John testified that he turned back around and saw Anna Cathryn with her head rolled onto the side and it looked like she was staring at the door. He described chaos involving doctors, nurses, and a tremendous amount of blood. He also saw a large African American doctor in the residency who had been involved in Anna Cathryn’s care sitting up on the bed holding Anna Cathryn’s chest open while other doctors worked inside of her chest. Anna Cathryn did not have a pulse for what seemed to be an eternity to John Cooper, but was actually probably eight to ten minutes. He began to pray, and he still cannot visualize what exactly he saw in that room that day. As they were rolling Anna Cathryn out of the room, he told her that the angels were with her and that she was going to be okay. After that, he was in a state of shock, unable to get his composure or speak or respond to friends]and7 family who began to show up at the hospi*894tal. Later that night, he was able to describe what he had seen to his wife. John testified that what he saw that day in Anna Cathryn’s PICU room is with him every day, some more than others.

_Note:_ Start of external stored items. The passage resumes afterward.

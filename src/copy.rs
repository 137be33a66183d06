//! `COPY ... FROM stdin` payload framing.
//!
//! A payload is the header line, one tab-separated line per accepted row,
//! and a closing `\.`. Rows that fail to encode are either fatal or left
//! out entirely, depending on the [`ErrorPolicy`].

use std::io::Write;

use log::warn;

use crate::{
    config::ErrorPolicy,
    encode::{check_quoting, encode},
    error::{ConvertError, Result, ValueError},
    mangle::quote_identifier,
    sniff::{ColumnKind, SchemaMap},
    sql::{render, templates},
};

#[derive(Debug, Clone, Copy, Default, PartialEq, Eq)]
pub struct CopyStats {
    pub rows_written: usize,
    pub rows_skipped: usize,
    /// Rows whose encoded line reads as the `\.` terminator. PostgreSQL
    /// stops reading the payload at the first of them.
    pub terminator_rows: usize,
}

pub struct CopyWriter<'a, W: Write> {
    out: &'a mut W,
    schema: &'a SchemaMap,
    policy: ErrorPolicy,
    stats: CopyStats,
    line: String,
}

impl<'a, W: Write> CopyWriter<'a, W> {
    /// Writes the `COPY` header for `table` and returns the writer.
    pub fn begin(
        out: &'a mut W,
        table: &str,
        schema: &'a SchemaMap,
        policy: ErrorPolicy,
    ) -> Result<Self> {
        let header = render(
            templates::COPY_HEADER,
            &[("table", &quote_identifier(table))],
        );
        writeln!(out, "{header}")?;
        Ok(Self {
            out,
            schema,
            policy,
            stats: CopyStats::default(),
            line: String::new(),
        })
    }

    /// Encodes and writes one row. `row` is the 1-based data row index used
    /// in diagnostics. Returns `false` when the row was skipped.
    pub fn write_row<S: AsRef<str>>(&mut self, row: usize, values: &[S]) -> Result<bool> {
        self.line.clear();
        let schema = self.schema;
        for (idx, column) in schema.columns.iter().enumerate() {
            let value = values.get(idx).map(AsRef::as_ref);
            let kind = column.sql_type.kind();
            if kind == ColumnKind::Text
                && let Some(text) = value
            {
                check_quoting(text)
                    .map_err(|err| ConvertError::row(row, &column.source_name, err))?;
            }
            match encode(value, kind) {
                Ok(token) => {
                    if idx > 0 {
                        self.line.push('\t');
                    }
                    self.line.push_str(&token);
                }
                Err(err) => return self.reject(row, &column.source_name, err),
            }
        }
        if self.line == templates::COPY_TERMINATOR {
            warn!("Row {row} encodes as the COPY terminator; rows after it will not load");
            self.stats.terminator_rows += 1;
        }
        writeln!(self.out, "{}", self.line)?;
        self.stats.rows_written += 1;
        Ok(true)
    }

    fn reject(&mut self, row: usize, column: &str, err: ValueError) -> Result<bool> {
        match self.policy {
            ErrorPolicy::Abort => Err(ConvertError::row(row, column, err)),
            ErrorPolicy::SkipRow => {
                warn!("Skipping row {row}: column '{column}': {err}");
                self.stats.rows_skipped += 1;
                Ok(false)
            }
        }
    }

    /// Writes the `\.` terminator.
    pub fn finish(self) -> Result<CopyStats> {
        writeln!(self.out, "{}", templates::COPY_TERMINATOR)?;
        Ok(self.stats)
    }
}
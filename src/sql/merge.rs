//! Staging-to-permanent reconciliation inside one exclusively locked
//! transaction.

use itertools::Itertools;

use super::{render, templates};
use crate::{
    error::Result,
    mangle::{mangle, quote_identifier},
};

/// Updates rows of `target` whose key exists in `staging`, then inserts the
/// staging rows whose key is missing from `target`.
#[derive(Debug, Clone)]
pub struct MergeTransaction<'a> {
    target: &'a str,
    staging: &'a str,
    key: &'a str,
    fields: Vec<String>,
    key_first: bool,
}

impl<'a> MergeTransaction<'a> {
    /// `fields` are mangled column names in table order.
    pub fn new<I, S>(target: &'a str, staging: &'a str, key: &'a str, fields: I) -> Self
    where
        I: IntoIterator<Item = S>,
        S: Into<String>,
    {
        Self {
            target,
            staging,
            key,
            fields: fields.into_iter().map(Into::into).collect(),
            key_first: false,
        }
    }

    /// Moves the key column to the front of the insert column list.
    pub fn key_first(mut self, key_first: bool) -> Self {
        self.key_first = key_first;
        self
    }

    fn ordered_fields(&self, key: &str) -> Vec<String> {
        if !self.key_first {
            return self.fields.clone();
        }
        let mut ordered = Vec::with_capacity(self.fields.len() + 1);
        ordered.push(key.to_string());
        ordered.extend(self.fields.iter().filter(|f| f.as_str() != key).cloned());
        ordered
    }

    pub fn render(&self) -> Result<String> {
        let target = quote_identifier(self.target);
        let staging = quote_identifier(self.staging);
        let key_name = mangle(self.key)?;
        let key = quote_identifier(&key_name);
        let fields = self.ordered_fields(&key_name);

        let mut sections = vec![render(templates::MERGE_BEGIN, &[("target", &target)])];

        let sets = fields
            .iter()
            .filter(|field| field.as_str() != key_name)
            .map(|field| {
                let ident = quote_identifier(field);
                format!("{ident} = {staging}.{ident}")
            })
            .join(", ");
        if !sets.is_empty() {
            sections.push(render(
                templates::MERGE_UPDATE,
                &[
                    ("target", &target),
                    ("staging", &staging),
                    ("key", &key),
                    ("sets", &sets),
                ],
            ));
        }

        if !fields.is_empty() {
            let columns = fields.iter().map(|f| quote_identifier(f)).join(", ");
            let selects = fields
                .iter()
                .map(|f| format!("{staging}.{}", quote_identifier(f)))
                .join(", ");
            sections.push(render(
                templates::MERGE_INSERT,
                &[
                    ("target", &target),
                    ("staging", &staging),
                    ("key", &key),
                    ("columns", &columns),
                    ("selects", &selects),
                ],
            ));
        }

        sections.push(templates::MERGE_COMMIT.to_string());
        Ok(sections.join("\n\n"))
    }
}
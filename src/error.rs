//! Error types shared by the sniffer, encoder, synthesizer and orchestrator.

use thiserror::Error;

use crate::sniff::ColumnKind;

/// Recognised explicit datatype tokens, in the order they are reported.
pub const KNOWN_DATATYPES: &[&str] = &[
    "int4", "float8", "str", "int", "integer", "float", "double", "text", "bigint", "int8",
    "smallint", "short",
];

/// Failure to turn a single cell into a COPY token.
#[derive(Error, Debug, Clone, PartialEq, Eq)]
pub enum ValueError {
    #[error("cannot encode {value:?} as {expected}")]
    TypeMismatch { value: String, expected: ColumnKind },

    #[error("value {value:?} opens a quote it never closes")]
    MalformedQuotedValue { value: String },
}

/// Main error type for conversion runs.
#[derive(Error, Debug)]
pub enum ConvertError {
    /// Empty, unmangleable, or colliding identifier
    #[error("Invalid identifier {raw:?}: {reason}")]
    Identifier { raw: String, reason: String },

    /// Explicit datatype outside the recognised set
    #[error("Unknown datatype '{0}' (use one of: {known})", known = KNOWN_DATATYPES.join(", "))]
    UnknownTypeOverride(String),

    /// A cell failed to encode; carries the 1-based data row and raw column name
    #[error("Row {row} column '{column}': {source}")]
    Row {
        row: usize,
        column: String,
        #[source]
        source: ValueError,
    },

    /// Input without a header row, so there are no columns to create
    #[error("{input} has no header row")]
    EmptyHeader { input: String },

    /// Malformed option or configuration value
    #[error("Configuration error: {0}")]
    Config(String),

    #[error("Failed to decode input with encoding {encoding}")]
    Decode { encoding: String },

    #[error("CSV error: {0}")]
    Csv(#[from] csv::Error),

    #[error("IO error: {0}")]
    Io(#[from] std::io::Error),
}

impl ConvertError {
    pub fn identifier(raw: impl Into<String>, reason: impl Into<String>) -> Self {
        ConvertError::Identifier {
            raw: raw.into(),
            reason: reason.into(),
        }
    }

    pub fn row(row: usize, column: impl Into<String>, source: ValueError) -> Self {
        ConvertError::Row {
            row,
            column: column.into(),
            source,
        }
    }

    pub fn is_type_mismatch(&self) -> bool {
        matches!(
            self,
            ConvertError::Row {
                source: ValueError::TypeMismatch { .. },
                ..
            }
        )
    }
}

pub type Result<T> = std::result::Result<T, ConvertError>;
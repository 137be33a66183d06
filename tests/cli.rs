mod common;

use std::fs;

use assert_cmd::Command;
use common::{PARCELS_CSV, TestWorkspace};
use predicates::{prelude::PredicateBooleanExt, str::contains};

fn csv2psql() -> Command {
    let mut cmd = Command::cargo_bin("csv2psql").expect("binary exists");
    cmd.env_remove("CSV2PSQL_SCHEMA").env_remove("CSV2PSQL_ROLE");
    cmd
}

#[test]
fn convert_names_the_table_after_the_file() {
    let workspace = TestWorkspace::new();
    let input = workspace.write("Parcels.csv", PARCELS_CSV);

    csv2psql()
        .args(["convert", input.to_str().unwrap()])
        .assert()
        .success()
        .stdout(contains("CREATE TABLE parcels ("))
        .stdout(contains("COPY parcels FROM stdin NULL AS '';"))
        .stdout(contains("1002\t7\t98000\tGrace Hopper\t20200115"));
}

#[test]
fn table_names_starting_with_public_keep_their_name() {
    let workspace = TestWorkspace::new();
    let input = workspace.write("publications.csv", PARCELS_CSV);

    csv2psql()
        .args(["convert", input.to_str().unwrap()])
        .assert()
        .success()
        .stdout(contains("CREATE TABLE publications ("))
        .stdout(contains("search_path").not());
}

#[test]
fn convert_writes_to_an_output_file() -> anyhow::Result<()> {
    let workspace = TestWorkspace::new();
    let input = workspace.write("parcels.csv", PARCELS_CSV);
    let output = workspace.path().join("parcels.sql");

    csv2psql()
        .args([
            "convert",
            input.to_str().unwrap(),
            "county_parcels",
            "-o",
            output.to_str().unwrap(),
            "--key",
            "parcel_id",
            "--merge",
            "--serial",
            "id",
        ])
        .assert()
        .success();

    let sql = fs::read_to_string(&output)?;
    assert!(sql.contains("CREATE TABLE temp_county_parcels ("));
    assert!(sql.contains("ADD COLUMN id SERIAL;"));
    assert!(sql.contains("LOCK TABLE county_parcels IN EXCLUSIVE MODE;"));
    Ok(())
}

#[test]
fn convert_reads_stdin_with_an_explicit_table() {
    csv2psql()
        .args(["convert", "-", "parcels", "--show-notices", "--no-analyze"])
        .write_stdin(PARCELS_CSV)
        .assert()
        .success()
        .stdout(contains("COPY parcels FROM stdin"))
        .stdout(contains("client_min_messages").not())
        .stdout(contains("ANALYZE").not());
}

#[test]
fn convert_from_stdin_needs_a_table_name() {
    csv2psql()
        .args(["convert", "-"])
        .write_stdin(PARCELS_CSV)
        .assert()
        .failure()
        .stderr(contains("cannot guess a table name"));
}

#[test]
fn unknown_datatype_is_rejected() {
    let workspace = TestWorkspace::new();
    let input = workspace.write("parcels.csv", PARCELS_CSV);

    csv2psql()
        .args([
            "convert",
            input.to_str().unwrap(),
            "--datatype",
            "block:varchar",
        ])
        .assert()
        .failure()
        .stderr(contains("Unknown datatype 'varchar'"));
}

#[test]
fn schema_and_role_come_from_the_environment() {
    let workspace = TestWorkspace::new();
    let input = workspace.write("parcels.csv", PARCELS_CSV);

    csv2psql()
        .env("CSV2PSQL_SCHEMA", "gis")
        .env("CSV2PSQL_ROLE", "loader")
        .args(["convert", input.to_str().unwrap(), "--utf8"])
        .assert()
        .success()
        .stdout(contains(
            "SET ROLE loader;\nSET search_path TO gis;\n\\encoding UTF8\n",
        ))
        .stdout(contains("ALTER TABLE parcels OWNER TO loader;"));
}

#[test]
fn convert_applies_dates_and_join_keys() {
    let workspace = TestWorkspace::new();
    let input = workspace.write("parcels.csv", PARCELS_CSV);

    csv2psql()
        .args([
            "convert",
            input.to_str().unwrap(),
            "--dates",
            "sold_on:YYYYMMDD",
            "--joinkeys",
            "parcel_id,block:pkey",
        ])
        .assert()
        .success()
        .stdout(contains("to_date(sold_on::TEXT,'YYYYMMDD')"))
        .stdout(contains("ALTER TABLE parcels ADD PRIMARY KEY (pkey);"));
}

#[test]
fn sniff_prints_a_schema_table() {
    let workspace = TestWorkspace::new();
    let input = workspace.write("parcels.csv", PARCELS_CSV);

    csv2psql()
        .args(["sniff", input.to_str().unwrap()])
        .assert()
        .success()
        .stdout(contains("sql type"))
        .stdout(contains("DOUBLE PRECISION"))
        .stdout(contains("Owner Name"));
}

#[test]
fn sniff_emits_json() -> anyhow::Result<()> {
    let workspace = TestWorkspace::new();
    let input = workspace.write("parcels.csv", PARCELS_CSV);

    let assert = csv2psql()
        .args([
            "sniff",
            input.to_str().unwrap(),
            "--json",
            "--datatype",
            "sold_on:text",
        ])
        .assert()
        .success();
    let stdout = String::from_utf8(assert.get_output().stdout.clone())?;
    let value: serde_json::Value = serde_json::from_str(&stdout)?;
    let columns = value["columns"].as_array().expect("columns array");
    assert_eq!(columns.len(), 5);
    assert_eq!(columns[0]["name"], "parcel_id");
    assert_eq!(columns[0]["sql_type"]["type"], "integer");
    assert_eq!(columns[4]["sql_type"]["type"], "text");
    assert!(columns[4]["sql_type"]["width"].is_null());
    Ok(())
}
use csv2psql::{
    sniff::{ColumnDescriptor, SchemaMap, SqlType},
    sql::{
        AugmentColumns, CompositeKey, DateRepair, DuplicateQuery, DumpCommand, MergeTransaction,
        SessionPreamble, TableDdl, ddl::modified_time_trigger,
    },
};

fn column(name: &str, sql_type: SqlType) -> ColumnDescriptor {
    ColumnDescriptor {
        name: name.to_string(),
        source_name: name.to_string(),
        sql_type,
    }
}

fn strings(values: &[&str]) -> Vec<String> {
    values.iter().map(|value| value.to_string()).collect()
}

#[test]
fn create_table_maps_widths_to_types() {
    let schema = SchemaMap {
        columns: vec![
            column("small", SqlType::Integer { bytes: 2 }),
            column("regular", SqlType::Integer { bytes: 4 }),
            column("big", SqlType::Integer { bytes: 8 }),
            column("ratio", SqlType::Float { bytes: 8 }),
            column("notes", SqlType::Text { width: None }),
            column("name", SqlType::Text { width: Some(255) }),
        ],
    };
    let sql = TableDdl::new("parcels", &schema).render().unwrap();
    assert_eq!(
        sql,
        "DROP TABLE IF EXISTS parcels;\n\
         CREATE TABLE parcels (\n\
         \tsmall SMALLINT,\n\
         \tregular INTEGER,\n\
         \tbig BIGINT,\n\
         \tratio DOUBLE PRECISION,\n\
         \tnotes TEXT,\n\
         \tname VARCHAR(255)\n\
         );"
    );
}

#[test]
fn create_table_adds_owner_keys_and_cascade() {
    let schema = SchemaMap {
        columns: vec![
            column("id", SqlType::Integer { bytes: 4 }),
            column("user", SqlType::default_text()),
        ],
    };
    let key = strings(&["id"]);
    let unique = strings(&["User"]);
    let sql = TableDdl::new("accounts", &schema)
        .cascade(true)
        .not_null(true)
        .owner(Some("loader"))
        .primary_key(&key)
        .unique(&unique)
        .render()
        .unwrap();
    assert!(sql.starts_with("DROP TABLE IF EXISTS accounts CASCADE;"));
    assert!(sql.contains("\tid INTEGER NOT NULL,\n\t\"user\" VARCHAR(150) NOT NULL\n"));
    assert!(sql.contains("ALTER TABLE accounts OWNER TO loader;"));
    assert!(sql.contains("ALTER TABLE accounts ADD PRIMARY KEY (id);"));
    assert!(sql.ends_with("ALTER TABLE accounts ADD UNIQUE (\"user\");"));
}

#[test]
fn preamble_lists_enabled_settings_in_order() {
    let preamble = SessionPreamble {
        role: Some("loader"),
        search_path: Some("gis"),
        force_utf8: true,
        quiet: true,
    };
    assert_eq!(
        preamble.render().unwrap(),
        "SET ROLE loader;\nSET search_path TO gis;\n\\encoding UTF8\nSET client_min_messages TO ERROR;"
    );
}

#[test]
fn reserved_role_and_schema_names_are_quoted() {
    let preamble = SessionPreamble {
        role: Some("user"),
        search_path: Some("order"),
        force_utf8: false,
        quiet: false,
    };
    assert_eq!(
        preamble.render().unwrap(),
        "SET ROLE \"user\";\nSET search_path TO \"order\";"
    );

    let schema = SchemaMap {
        columns: vec![column("id", SqlType::Integer { bytes: 4 })],
    };
    let sql = TableDdl::new("accounts", &schema)
        .owner(Some("user"))
        .render()
        .unwrap();
    assert!(sql.ends_with("ALTER TABLE accounts OWNER TO \"user\";"));
}

#[test]
fn composite_key_joins_parts_with_dashes() {
    let columns = strings(&["Parcel ID", "Block"]);
    let key = CompositeKey {
        columns: &columns,
        key_name: "pkey",
    };
    assert_eq!(key.joined().unwrap(), "parcel_id || '-' || block");
    let sql = key.render("parcels").unwrap();
    assert_eq!(
        sql,
        "ALTER TABLE parcels ADD COLUMN pkey VARCHAR(200);\n\
         UPDATE parcels SET pkey = (parcel_id || '-' || block);\n\
         DELETE FROM parcels\n\
         WHERE parcel_id IS NULL OR block IS NULL;\n\
         ALTER TABLE parcels ALTER COLUMN pkey SET NOT NULL;\n\
         ALTER TABLE parcels ADD PRIMARY KEY (pkey);"
    );
}

#[test]
fn duplicate_query_compares_natural_key_by_serial() {
    let natural_key = strings(&["one", "two"]);
    let query = DuplicateQuery {
        table: "temp_t",
        natural_key: &natural_key,
        serial: "id",
    };
    assert_eq!(
        query.clause().unwrap(),
        "t1.id > t2.id AND t1.one = t2.one AND t1.two = t2.two"
    );
    assert_eq!(
        query.count().unwrap(),
        "SELECT COUNT(*)\nFROM temp_t AS t1, temp_t AS t2\nWHERE t1.id > t2.id AND t1.one = t2.one AND t1.two = t2.two;"
    );
    let delete = query.delete().unwrap();
    assert!(delete.starts_with("DELETE FROM temp_t\nWHERE id IN (\nSELECT t1.id\nFROM temp_t AS t1"));
    assert!(delete.ends_with("\n);"));
}

#[test]
fn date_repair_emits_one_statement_per_column() {
    let columns = strings(&["Sold On", "listed"]);
    let repair = DateRepair {
        format: "YYYYMMDD",
        columns: &columns,
    };
    let sql = repair.render("parcels").unwrap();
    let lines: Vec<_> = sql.lines().collect();
    assert_eq!(lines.len(), 2);
    assert_eq!(
        lines[0],
        "ALTER TABLE parcels ALTER COLUMN sold_on TYPE DATE USING CASE WHEN sold_on IS NOT NULL \
         AND sold_on::INT <> 0 THEN to_date(sold_on::TEXT,'YYYYMMDD') ELSE NULL END;"
    );
}

#[test]
fn merge_without_fields_is_just_the_transaction() {
    let merge = MergeTransaction::new("parcels", "temp_parcels", "id", Vec::<String>::new());
    assert_eq!(
        merge.render().unwrap(),
        "BEGIN TRANSACTION;\nLOCK TABLE parcels IN EXCLUSIVE MODE;\n\nCOMMIT;"
    );
}

#[test]
fn merge_updates_then_inserts_missing_rows() {
    let merge = MergeTransaction::new("parcels", "temp_parcels", "id", ["id", "owner", "value"]);
    let sql = merge.render().unwrap();
    assert!(sql.starts_with("BEGIN TRANSACTION;\nLOCK TABLE parcels IN EXCLUSIVE MODE;"));
    assert!(sql.contains(
        "UPDATE parcels\nSET owner = temp_parcels.owner, value = temp_parcels.value\n\
         FROM temp_parcels\nWHERE parcels.id = temp_parcels.id;"
    ));
    assert!(sql.contains(
        "INSERT INTO parcels (id, owner, value)\n\
         SELECT DISTINCT temp_parcels.id, temp_parcels.owner, temp_parcels.value\n\
         FROM temp_parcels\n\
         LEFT OUTER JOIN parcels ON (parcels.id = temp_parcels.id)\n\
         WHERE parcels.id IS NULL;"
    ));
    assert!(sql.ends_with("COMMIT;"));
    let update_at = sql.find("UPDATE").unwrap();
    let insert_at = sql.find("INSERT").unwrap();
    assert!(update_at < insert_at);
}

#[test]
fn merge_with_only_the_key_skips_the_update() {
    let merge = MergeTransaction::new("t", "temp_t", "id", ["id"]);
    let sql = merge.render().unwrap();
    assert!(!sql.contains("UPDATE"));
    assert!(sql.contains("INSERT INTO t (id)"));
}

#[test]
fn augment_columns_follow_fixed_order() {
    let augment = AugmentColumns {
        modified_time: true,
        serial: Some("Row ID"),
        timestamp: Some("loaded_at"),
    };
    assert_eq!(
        augment.render("temp_t").unwrap().unwrap(),
        "ALTER TABLE temp_t ADD COLUMN modified_time TIMESTAMP DEFAULT current_timestamp;\n\
         ALTER TABLE temp_t ADD COLUMN row_id SERIAL;\n\
         ALTER TABLE temp_t ADD COLUMN loaded_at TIMESTAMP DEFAULT current_timestamp;"
    );
    assert_eq!(AugmentColumns::default().render("t").unwrap(), None);
}

#[test]
fn modified_time_trigger_is_named_after_the_table() {
    let sql = modified_time_trigger("parcels");
    assert!(sql.starts_with("DROP TRIGGER IF EXISTS update_modified_time_parcels ON parcels;"));
    assert!(sql.ends_with("EXECUTE PROCEDURE update_modified_time();"));
}

#[test]
fn dump_command_defaults_schema_and_option() {
    let command = DumpCommand {
        database: "gis",
        schema: None,
        table: "temp_parcels",
        option: None,
    };
    assert_eq!(
        command.render(),
        "pg_dump gis --schema public --table temp_parcels -s"
    );
}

John and Becky Hoychick, close family friends of the Coopers, had gone to the hospital after church on May 29, 2011, to stay with John and Julie for the afternoon. On their way to Shreveport, Julie called and talked to John Hoychick; she told him that something had gone wrong during the procedure. As John and Becky were getting off the elevator on the PICU floor, the Hoychicks saw the Coopers in the waiting area. Becky testified that Julie was sitting on the floor between the seats with her head buried between her knees, and John sat close by on a bench. Both Hoychicks testified that the Coopers looked completely terrified and in shock. Neither John nor Julie Cooper was able to communicate what was going on except that John did say that he had been in Anna Cathryn’s room when “it all went bad.” John Hoy-chick further stated that the Coopers were extremely worried and distraught for days after that, preoccupied about the short-term and long-term effects Anna Cathryn would experience as a result of the incident.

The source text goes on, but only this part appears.